Collected data entries
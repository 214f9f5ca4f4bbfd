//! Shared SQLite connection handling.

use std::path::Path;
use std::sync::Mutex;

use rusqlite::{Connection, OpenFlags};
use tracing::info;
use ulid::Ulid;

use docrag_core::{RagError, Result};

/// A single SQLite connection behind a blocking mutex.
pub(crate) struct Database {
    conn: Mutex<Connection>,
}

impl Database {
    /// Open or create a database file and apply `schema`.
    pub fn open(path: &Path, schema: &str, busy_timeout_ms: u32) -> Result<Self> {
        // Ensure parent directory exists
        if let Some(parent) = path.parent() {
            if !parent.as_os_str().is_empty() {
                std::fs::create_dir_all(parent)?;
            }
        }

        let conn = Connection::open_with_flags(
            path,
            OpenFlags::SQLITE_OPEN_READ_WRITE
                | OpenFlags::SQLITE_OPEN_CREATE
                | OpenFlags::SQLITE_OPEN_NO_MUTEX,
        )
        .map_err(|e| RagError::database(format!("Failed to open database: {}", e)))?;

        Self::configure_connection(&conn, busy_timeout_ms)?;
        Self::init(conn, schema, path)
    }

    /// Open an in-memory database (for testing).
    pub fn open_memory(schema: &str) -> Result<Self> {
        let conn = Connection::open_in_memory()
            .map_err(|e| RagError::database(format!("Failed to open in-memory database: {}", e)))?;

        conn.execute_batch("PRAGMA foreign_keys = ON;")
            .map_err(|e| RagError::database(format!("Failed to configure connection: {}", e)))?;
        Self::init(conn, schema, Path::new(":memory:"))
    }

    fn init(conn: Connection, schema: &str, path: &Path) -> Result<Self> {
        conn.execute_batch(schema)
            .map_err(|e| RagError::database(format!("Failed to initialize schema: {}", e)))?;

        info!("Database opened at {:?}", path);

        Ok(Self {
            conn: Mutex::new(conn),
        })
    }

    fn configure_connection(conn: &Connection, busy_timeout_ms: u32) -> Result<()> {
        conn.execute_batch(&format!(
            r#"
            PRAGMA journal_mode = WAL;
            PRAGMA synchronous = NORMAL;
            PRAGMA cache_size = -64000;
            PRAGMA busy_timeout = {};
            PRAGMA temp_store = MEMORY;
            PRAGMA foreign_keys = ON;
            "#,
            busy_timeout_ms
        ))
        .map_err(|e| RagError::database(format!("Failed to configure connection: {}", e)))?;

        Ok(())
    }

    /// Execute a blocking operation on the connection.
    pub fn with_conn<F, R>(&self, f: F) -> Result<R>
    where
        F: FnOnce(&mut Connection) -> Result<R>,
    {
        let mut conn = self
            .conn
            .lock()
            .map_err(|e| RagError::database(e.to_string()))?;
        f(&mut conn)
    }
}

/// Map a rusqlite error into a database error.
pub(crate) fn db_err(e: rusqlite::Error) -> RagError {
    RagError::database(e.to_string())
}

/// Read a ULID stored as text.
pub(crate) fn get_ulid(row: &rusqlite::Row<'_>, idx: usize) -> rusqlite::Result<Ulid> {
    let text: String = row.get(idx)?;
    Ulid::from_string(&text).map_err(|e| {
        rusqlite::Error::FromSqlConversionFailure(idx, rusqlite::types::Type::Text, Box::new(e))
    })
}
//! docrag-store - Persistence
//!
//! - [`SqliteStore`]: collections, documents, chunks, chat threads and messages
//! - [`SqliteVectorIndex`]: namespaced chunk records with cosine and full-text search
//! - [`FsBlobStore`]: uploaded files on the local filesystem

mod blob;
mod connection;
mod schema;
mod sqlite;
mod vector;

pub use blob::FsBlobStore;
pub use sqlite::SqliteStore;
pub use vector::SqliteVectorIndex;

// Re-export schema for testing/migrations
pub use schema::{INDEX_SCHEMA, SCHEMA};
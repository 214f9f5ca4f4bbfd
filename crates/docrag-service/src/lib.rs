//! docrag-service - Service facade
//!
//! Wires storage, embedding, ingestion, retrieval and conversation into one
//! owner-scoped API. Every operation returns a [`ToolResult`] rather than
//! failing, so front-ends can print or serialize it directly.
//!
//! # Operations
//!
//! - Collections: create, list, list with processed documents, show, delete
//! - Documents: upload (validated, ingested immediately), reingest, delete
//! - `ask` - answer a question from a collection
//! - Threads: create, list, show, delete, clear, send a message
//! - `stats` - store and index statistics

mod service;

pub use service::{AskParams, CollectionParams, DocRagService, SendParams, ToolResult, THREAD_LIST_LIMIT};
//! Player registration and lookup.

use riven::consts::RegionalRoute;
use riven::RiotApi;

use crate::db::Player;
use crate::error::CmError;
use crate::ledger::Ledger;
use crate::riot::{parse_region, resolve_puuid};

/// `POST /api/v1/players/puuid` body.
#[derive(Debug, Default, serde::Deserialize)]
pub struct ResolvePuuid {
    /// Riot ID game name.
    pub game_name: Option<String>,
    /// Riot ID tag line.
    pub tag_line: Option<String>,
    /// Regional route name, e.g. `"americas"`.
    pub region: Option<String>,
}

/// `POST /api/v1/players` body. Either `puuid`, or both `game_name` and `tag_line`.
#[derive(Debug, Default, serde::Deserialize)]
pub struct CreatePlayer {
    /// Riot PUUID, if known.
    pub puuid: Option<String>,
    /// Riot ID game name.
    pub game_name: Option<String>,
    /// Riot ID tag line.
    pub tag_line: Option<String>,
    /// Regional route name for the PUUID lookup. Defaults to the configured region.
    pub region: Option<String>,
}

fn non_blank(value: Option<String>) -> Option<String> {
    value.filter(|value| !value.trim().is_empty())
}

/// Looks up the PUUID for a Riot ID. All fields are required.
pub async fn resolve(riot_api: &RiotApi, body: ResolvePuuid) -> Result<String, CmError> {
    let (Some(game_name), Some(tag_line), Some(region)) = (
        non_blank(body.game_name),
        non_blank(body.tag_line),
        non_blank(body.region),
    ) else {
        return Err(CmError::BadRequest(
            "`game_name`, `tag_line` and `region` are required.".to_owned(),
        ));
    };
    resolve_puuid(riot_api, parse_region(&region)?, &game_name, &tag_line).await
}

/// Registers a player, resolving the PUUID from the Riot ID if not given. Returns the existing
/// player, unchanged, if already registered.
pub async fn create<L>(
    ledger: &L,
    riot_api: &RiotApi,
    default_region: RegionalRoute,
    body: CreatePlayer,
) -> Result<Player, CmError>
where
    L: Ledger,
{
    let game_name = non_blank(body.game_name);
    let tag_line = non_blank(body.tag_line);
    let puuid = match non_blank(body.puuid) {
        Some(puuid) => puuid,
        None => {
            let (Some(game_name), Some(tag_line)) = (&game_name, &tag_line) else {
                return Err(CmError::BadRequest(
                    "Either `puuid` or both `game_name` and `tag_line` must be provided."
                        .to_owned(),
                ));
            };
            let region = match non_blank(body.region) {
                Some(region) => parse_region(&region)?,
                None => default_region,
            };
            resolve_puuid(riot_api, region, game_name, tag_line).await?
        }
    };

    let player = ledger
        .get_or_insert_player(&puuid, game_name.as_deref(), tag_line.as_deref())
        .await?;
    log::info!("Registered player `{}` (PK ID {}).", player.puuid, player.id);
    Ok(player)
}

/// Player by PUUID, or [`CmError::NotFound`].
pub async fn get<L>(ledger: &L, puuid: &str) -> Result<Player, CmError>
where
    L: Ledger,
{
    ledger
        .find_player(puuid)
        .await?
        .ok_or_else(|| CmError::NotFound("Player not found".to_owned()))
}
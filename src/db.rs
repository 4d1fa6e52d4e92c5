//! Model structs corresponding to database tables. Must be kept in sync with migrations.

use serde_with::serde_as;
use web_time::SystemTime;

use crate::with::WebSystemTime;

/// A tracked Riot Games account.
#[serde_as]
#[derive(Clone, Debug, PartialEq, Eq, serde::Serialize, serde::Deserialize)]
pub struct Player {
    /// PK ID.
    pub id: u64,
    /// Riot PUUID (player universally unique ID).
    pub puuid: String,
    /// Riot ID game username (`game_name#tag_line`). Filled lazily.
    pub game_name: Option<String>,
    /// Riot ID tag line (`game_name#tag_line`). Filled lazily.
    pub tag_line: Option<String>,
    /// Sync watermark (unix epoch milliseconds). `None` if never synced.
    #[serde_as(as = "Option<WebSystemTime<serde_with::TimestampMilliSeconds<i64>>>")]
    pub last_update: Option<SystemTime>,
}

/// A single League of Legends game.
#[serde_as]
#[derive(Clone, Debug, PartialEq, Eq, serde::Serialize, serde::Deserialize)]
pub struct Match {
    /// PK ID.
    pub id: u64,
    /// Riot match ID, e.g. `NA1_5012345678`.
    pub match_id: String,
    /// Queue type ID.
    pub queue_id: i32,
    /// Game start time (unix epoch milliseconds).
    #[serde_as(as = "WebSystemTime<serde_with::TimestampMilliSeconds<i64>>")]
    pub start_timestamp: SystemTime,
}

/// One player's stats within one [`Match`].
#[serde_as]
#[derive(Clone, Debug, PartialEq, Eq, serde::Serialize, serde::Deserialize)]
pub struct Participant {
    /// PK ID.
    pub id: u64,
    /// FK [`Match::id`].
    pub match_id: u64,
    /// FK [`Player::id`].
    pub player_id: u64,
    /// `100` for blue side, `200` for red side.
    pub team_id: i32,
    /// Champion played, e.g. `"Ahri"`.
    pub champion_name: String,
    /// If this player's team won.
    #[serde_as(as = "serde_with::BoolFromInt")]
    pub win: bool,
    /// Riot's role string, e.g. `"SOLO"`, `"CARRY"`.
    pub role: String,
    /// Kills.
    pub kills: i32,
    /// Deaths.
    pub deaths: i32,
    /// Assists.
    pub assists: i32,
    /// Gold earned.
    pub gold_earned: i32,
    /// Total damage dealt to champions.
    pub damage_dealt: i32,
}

YOUR ASSIGNMENT:
Reproduce each line of the entries in which the word "ResolvePuuid" is found.

PROBLEM SOLUTION:
pub struct ResolvePuuid {
pub async fn resolve(riot_api: &RiotApi, body: ResolvePuuid) -> Result<String, CmError> {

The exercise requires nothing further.